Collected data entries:
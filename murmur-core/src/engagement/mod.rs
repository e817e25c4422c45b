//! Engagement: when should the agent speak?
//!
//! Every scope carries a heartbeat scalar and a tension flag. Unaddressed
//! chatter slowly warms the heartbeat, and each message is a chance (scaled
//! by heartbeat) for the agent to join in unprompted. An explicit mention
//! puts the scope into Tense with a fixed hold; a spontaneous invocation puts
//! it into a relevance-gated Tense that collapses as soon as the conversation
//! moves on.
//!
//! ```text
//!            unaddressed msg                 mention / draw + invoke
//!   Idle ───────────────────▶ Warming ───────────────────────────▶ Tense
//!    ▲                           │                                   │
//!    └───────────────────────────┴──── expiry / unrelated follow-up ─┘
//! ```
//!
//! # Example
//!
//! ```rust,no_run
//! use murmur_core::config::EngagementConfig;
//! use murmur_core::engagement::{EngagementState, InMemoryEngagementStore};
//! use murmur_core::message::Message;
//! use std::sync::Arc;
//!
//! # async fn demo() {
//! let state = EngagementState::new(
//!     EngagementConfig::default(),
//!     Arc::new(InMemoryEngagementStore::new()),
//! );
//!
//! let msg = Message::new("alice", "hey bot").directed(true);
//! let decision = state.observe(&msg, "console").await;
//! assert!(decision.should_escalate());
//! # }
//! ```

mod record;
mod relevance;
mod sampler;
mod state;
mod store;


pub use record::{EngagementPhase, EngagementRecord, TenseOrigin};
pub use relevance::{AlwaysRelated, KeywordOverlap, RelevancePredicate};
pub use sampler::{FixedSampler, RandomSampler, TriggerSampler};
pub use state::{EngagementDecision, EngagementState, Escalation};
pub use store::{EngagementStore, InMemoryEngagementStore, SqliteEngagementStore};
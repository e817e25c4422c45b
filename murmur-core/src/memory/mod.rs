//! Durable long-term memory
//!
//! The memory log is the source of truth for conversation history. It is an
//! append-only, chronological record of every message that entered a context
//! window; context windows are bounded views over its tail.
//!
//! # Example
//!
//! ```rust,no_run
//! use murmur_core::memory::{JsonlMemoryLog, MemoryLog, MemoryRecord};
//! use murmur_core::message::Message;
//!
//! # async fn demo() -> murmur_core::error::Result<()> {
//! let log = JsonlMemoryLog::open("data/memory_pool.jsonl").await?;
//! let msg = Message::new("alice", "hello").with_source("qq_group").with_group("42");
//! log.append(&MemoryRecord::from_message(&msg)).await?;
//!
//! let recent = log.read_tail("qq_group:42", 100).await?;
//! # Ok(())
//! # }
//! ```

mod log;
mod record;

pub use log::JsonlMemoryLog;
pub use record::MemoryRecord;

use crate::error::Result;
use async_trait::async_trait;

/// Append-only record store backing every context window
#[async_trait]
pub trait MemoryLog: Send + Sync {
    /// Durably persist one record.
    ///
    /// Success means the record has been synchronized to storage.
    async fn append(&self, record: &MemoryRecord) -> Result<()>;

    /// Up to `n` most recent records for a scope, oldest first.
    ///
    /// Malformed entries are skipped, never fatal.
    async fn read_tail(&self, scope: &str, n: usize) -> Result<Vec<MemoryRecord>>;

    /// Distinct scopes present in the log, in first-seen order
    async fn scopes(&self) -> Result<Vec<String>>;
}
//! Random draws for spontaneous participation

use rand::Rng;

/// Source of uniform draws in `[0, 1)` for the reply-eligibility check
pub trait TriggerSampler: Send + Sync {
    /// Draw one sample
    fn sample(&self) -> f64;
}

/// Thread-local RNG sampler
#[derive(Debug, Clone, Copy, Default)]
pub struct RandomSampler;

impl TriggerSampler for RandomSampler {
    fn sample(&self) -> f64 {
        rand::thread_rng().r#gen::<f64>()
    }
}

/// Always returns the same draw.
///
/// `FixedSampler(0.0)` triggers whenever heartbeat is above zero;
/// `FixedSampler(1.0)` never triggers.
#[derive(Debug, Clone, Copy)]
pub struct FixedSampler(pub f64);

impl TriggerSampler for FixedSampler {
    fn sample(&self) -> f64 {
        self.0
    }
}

Activity: Return the span of lines in the data above that opens at the line with "scope, oldest first." and closes at the line with "#[derive(Debug, Clone, Copy, Default)]", exactly, ends included, nothing else.

Exercise answer:
    /// Up to `n` most recent records for a scope, oldest first.
    ///
    /// Malformed entries are skipped, never fatal.
    async fn read_tail(&self, scope: &str, n: usize) -> Result<Vec<MemoryRecord>>;

    /// Distinct scopes present in the log, in first-seen order
    async fn scopes(&self) -> Result<Vec<String>>;
}
//! Random draws for spontaneous participation

use rand::Rng;

/// Source of uniform draws in `[0, 1)` for the reply-eligibility check
pub trait TriggerSampler: Send + Sync {
    /// Draw one sample
    fn sample(&self) -> f64;
}

/// Thread-local RNG sampler
#[derive(Debug, Clone, Copy, Default)]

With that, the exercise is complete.